Reflecting the Lovecraftian influence on Mr. Campbell, the opening line hooked me in: “When they found him, this text was all he had.”

After a brilliant opening line, the reader dashes headlong into the story, but then there is a section break and—boom! You hit a wall that you have to climb.

Although I’ve read a lot of Ramsey Campbell, I still find it hard at times to get straight into some of his stories, and this one proved no exception. He sometimes really makes you work through the words to get the sense of what’s happening. Don’t get me wrong… I always find it’s well worth the effort, but I sometimes think new readers may be put off by the opening paragraph of the story proper:

“The scrawny bench might have been designed to discourage lingering. The seat was an uninviting chilly metal lattice, and the back leaned inches away from the vertical. As Kiefer perched on the thin scroll that was the edge of the seat he felt poised to make a getaway— some move, at any rate.”

Overall, Campbell is really playing at home with The Booking. Above anything else, even his knowledge of the horror genre in which he is a past master, the author knows books, libraries, and book shops. Essentially, in The Booking a hard-to-find-bookshop is owned and run by an eccentric bookseller who is in need of a web presence. The bookseller and his protégé—an unemployed book lover—are at the centre of the mystery.

After a few pages, I was enjoying the story but not really carried along with it when the following few sentences really grabbed me and stopped me from closing the book for a couple more hours of much-needed sleep:

In that case you can swear,” the bookseller eventually said. “Your camera has to be dead all the time you’re here.” Kiefer took a breath to keep down any inadvertent response. “I swear.” “No, swear it,” Brookes insisted, lifting a rickety Edwardian annual for boys off a Bible on the desk. “Swear on this.” Kiefer planted a hand on the holy tome, which felt like a leathery body as cold as the room. “I swear,” he declared with studied steadiness, “the camera won’t be on while I’m in your shop.”

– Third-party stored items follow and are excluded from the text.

impl From<StreamEvent> for LinkEvent {
    fn from(ev: StreamEvent) -> Self {
        match ev {
            StreamEvent::Typing { sender } => LinkEvent::Typing { sender },
            StreamEvent::Partial { sender, content } => LinkEvent::Partial { sender, content },
            StreamEvent::TypingCleared { sender } => LinkEvent::TypingCleared { sender },
            StreamEvent::Finished(message) => LinkEvent::Message(message),
        }
    }
}

/// Work the driver must carry out, in queue order.
#[derive(Debug, Clone, PartialEq)]
pub enum Action {
    /// Start connection attempt `conn`.
    Open { conn: ConnId, url: String },
    /// Close (or abandon, if still pending) connection `conn`.
    Close { conn: ConnId },
    /// Write one text frame on `conn`.
    Transmit { conn: ConnId, text: String },
    /// Call [`Supervisor::handle_timer`] with `timer` after `delay`.
    ScheduleRetry { timer: TimerId, delay: Duration },
    /// Forget the pending retry timer.
    CancelRetry,
    /// Call [`Supervisor::handle_heartbeat`] every `every`.
    StartHeartbeat { every: Duration },
    StopHeartbeat,
    Emit(LinkEvent),
}

// ---------------------------------------------------------------------------
// Supervisor
// ---------------------------------------------------------------------------

pub struct Supervisor {
    settings: ConnectionSettings,
    state: ConnectionState,
    /// Set by `disconnect()` so the resulting close does not reconnect.
    intentional_close: bool,
    current: Option<ConnId>,
    next_conn: ConnId,
    retry_timer: Option<TimerId>,
    next_timer: TimerId,
    heartbeat_running: bool,
    reassembler: FrameReassembler,
    resume: Option<SessionResume>,
    outbox: VecDeque<Outbound>,
    actions: VecDeque<Action>,
    rng: StdRng,
}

After the above line, Ramsey held me throughout the book with his usual mixture of paranoia, word play, psychology, and human relationships. With books at the heart of things, I will add this to my still-growing pile of “favourites.”

On a final note, Ramsey still surprises me with the beautiful prose which he sprinkles over his work, as with the following line: “When he shut the laptop he had an impression of preserving her image like a flower between the pages of a book.” It’s undoubtedly sentences like this that have contributed to his World Fantasy Association Life Achievement Award, which he earned in 2015 to add his huge collection of awards for horror and dark fantasy.